TASK BRIEF
The answer should be one number: how many lines in the records below contain the word "RecordBatchIterator".

Stored data
######
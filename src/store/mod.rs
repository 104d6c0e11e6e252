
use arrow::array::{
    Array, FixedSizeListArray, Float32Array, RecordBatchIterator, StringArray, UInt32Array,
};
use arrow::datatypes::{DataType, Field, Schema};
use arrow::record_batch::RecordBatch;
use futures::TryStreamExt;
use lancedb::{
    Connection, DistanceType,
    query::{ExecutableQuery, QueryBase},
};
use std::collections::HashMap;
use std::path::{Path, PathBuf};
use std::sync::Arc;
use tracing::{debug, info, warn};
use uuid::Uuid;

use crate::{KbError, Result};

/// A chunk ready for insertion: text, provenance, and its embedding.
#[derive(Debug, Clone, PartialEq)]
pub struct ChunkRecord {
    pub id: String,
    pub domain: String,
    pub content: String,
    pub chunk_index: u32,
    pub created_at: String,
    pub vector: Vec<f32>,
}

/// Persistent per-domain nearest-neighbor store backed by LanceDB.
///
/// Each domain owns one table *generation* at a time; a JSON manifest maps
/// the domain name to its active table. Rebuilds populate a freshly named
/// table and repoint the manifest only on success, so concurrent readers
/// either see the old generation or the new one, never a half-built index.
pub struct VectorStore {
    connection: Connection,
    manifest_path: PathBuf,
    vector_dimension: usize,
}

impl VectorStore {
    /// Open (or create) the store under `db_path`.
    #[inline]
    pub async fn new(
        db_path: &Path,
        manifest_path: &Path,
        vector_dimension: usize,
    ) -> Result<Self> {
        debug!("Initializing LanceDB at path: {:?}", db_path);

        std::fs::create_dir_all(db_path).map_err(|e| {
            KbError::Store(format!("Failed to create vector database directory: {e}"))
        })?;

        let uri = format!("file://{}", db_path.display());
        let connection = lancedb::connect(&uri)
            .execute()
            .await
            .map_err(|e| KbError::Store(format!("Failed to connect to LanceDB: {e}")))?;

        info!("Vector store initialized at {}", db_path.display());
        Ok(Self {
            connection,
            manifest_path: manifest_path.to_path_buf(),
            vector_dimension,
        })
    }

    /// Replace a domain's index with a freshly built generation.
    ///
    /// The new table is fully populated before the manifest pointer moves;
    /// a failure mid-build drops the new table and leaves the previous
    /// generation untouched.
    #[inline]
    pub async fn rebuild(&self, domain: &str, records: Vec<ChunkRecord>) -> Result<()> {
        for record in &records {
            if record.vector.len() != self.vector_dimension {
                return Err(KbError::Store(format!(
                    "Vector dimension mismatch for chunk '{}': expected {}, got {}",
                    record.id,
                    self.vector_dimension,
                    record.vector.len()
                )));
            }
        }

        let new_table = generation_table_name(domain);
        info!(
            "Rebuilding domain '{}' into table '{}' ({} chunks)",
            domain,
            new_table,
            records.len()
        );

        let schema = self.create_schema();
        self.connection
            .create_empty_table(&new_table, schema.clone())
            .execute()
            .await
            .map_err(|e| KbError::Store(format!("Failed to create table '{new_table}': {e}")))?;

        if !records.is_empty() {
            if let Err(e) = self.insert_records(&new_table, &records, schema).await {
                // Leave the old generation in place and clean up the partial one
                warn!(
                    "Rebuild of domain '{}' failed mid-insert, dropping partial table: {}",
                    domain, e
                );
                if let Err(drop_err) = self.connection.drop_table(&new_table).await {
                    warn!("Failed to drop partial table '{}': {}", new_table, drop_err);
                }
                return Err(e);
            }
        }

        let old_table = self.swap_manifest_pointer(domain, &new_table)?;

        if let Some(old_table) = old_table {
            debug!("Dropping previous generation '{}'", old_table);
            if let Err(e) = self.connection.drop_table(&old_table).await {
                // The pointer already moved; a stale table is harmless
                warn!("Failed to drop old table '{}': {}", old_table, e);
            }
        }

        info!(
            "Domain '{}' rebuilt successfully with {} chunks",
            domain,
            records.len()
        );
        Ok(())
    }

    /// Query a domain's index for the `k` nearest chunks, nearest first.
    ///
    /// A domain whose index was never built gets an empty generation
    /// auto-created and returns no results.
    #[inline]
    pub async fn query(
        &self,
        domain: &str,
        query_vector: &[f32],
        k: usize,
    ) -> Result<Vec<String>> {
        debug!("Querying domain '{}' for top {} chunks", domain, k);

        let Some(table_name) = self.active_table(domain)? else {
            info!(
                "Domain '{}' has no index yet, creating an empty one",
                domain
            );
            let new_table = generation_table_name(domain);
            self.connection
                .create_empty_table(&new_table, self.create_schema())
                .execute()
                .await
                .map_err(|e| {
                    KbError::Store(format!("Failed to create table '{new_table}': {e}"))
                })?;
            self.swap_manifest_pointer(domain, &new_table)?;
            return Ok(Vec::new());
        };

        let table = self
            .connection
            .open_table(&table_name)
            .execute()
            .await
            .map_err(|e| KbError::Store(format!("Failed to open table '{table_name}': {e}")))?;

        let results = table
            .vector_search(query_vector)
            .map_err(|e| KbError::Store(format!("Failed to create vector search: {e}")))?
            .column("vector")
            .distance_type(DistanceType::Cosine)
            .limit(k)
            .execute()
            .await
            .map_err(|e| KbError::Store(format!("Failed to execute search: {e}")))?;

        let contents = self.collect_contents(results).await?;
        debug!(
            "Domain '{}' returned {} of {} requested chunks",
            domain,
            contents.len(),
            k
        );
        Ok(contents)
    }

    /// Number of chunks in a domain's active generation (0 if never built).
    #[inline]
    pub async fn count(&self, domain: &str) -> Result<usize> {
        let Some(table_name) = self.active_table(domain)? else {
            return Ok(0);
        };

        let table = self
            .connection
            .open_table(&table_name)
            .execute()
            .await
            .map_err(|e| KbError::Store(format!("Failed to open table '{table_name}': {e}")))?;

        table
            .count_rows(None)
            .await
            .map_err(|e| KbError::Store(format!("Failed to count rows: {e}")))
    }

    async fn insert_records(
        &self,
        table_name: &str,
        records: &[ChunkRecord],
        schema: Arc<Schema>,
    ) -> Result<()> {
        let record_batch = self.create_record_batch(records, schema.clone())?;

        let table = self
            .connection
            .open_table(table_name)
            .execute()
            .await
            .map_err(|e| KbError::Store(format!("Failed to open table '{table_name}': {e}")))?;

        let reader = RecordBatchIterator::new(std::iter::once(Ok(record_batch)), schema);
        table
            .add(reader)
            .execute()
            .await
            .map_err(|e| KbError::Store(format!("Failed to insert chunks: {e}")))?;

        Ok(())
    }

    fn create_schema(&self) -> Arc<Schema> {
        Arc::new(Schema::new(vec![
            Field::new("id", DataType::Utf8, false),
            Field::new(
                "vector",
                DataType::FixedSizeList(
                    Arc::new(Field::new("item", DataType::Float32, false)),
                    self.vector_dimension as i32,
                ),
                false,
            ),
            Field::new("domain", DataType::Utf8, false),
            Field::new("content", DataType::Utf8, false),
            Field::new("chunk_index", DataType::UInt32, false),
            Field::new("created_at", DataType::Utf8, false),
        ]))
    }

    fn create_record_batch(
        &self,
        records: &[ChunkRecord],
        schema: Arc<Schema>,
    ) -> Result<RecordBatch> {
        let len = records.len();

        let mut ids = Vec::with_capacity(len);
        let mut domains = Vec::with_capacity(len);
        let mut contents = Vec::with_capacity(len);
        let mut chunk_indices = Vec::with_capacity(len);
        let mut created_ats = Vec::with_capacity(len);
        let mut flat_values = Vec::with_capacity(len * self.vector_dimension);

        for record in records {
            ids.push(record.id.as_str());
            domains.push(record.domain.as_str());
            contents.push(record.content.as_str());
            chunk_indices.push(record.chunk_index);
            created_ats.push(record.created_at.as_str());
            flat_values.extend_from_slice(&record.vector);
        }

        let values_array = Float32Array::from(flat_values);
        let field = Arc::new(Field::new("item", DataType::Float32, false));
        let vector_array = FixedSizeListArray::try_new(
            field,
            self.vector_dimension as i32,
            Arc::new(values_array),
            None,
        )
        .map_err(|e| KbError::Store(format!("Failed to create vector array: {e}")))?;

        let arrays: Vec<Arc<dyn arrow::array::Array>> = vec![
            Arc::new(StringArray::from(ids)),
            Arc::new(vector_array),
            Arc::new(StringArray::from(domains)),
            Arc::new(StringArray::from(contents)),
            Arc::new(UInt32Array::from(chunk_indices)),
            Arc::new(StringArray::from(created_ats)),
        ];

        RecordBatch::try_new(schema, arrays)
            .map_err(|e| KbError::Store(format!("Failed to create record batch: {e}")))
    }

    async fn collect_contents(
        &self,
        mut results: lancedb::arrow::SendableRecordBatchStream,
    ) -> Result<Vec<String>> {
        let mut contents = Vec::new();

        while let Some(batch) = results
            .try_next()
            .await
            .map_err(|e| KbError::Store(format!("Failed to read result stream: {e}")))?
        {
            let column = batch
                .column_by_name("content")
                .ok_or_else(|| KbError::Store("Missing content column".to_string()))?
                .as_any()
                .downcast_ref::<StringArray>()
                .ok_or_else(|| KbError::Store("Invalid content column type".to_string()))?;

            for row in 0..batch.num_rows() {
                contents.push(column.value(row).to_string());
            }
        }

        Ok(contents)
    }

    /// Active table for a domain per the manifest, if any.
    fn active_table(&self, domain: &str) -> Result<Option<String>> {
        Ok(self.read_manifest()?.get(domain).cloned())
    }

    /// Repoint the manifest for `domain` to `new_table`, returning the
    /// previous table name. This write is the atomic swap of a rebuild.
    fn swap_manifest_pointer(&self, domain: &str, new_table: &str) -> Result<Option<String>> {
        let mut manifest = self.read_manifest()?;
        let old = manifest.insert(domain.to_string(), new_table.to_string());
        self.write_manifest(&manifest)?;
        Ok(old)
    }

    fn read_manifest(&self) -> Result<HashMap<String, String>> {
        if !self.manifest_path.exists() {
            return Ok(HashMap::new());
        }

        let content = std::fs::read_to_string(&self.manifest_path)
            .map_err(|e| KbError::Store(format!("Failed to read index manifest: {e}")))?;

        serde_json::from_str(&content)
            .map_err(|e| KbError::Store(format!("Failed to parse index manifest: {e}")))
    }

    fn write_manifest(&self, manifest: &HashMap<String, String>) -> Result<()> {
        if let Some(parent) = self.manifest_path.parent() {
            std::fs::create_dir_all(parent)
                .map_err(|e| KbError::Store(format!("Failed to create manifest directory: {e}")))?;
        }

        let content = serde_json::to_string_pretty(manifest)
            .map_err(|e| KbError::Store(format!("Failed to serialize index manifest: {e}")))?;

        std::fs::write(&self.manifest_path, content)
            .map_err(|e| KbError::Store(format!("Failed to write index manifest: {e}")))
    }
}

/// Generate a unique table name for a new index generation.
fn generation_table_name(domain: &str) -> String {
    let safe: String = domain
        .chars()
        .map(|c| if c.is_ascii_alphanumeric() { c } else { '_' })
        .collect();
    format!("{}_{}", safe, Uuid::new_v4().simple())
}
######
ANSWER
2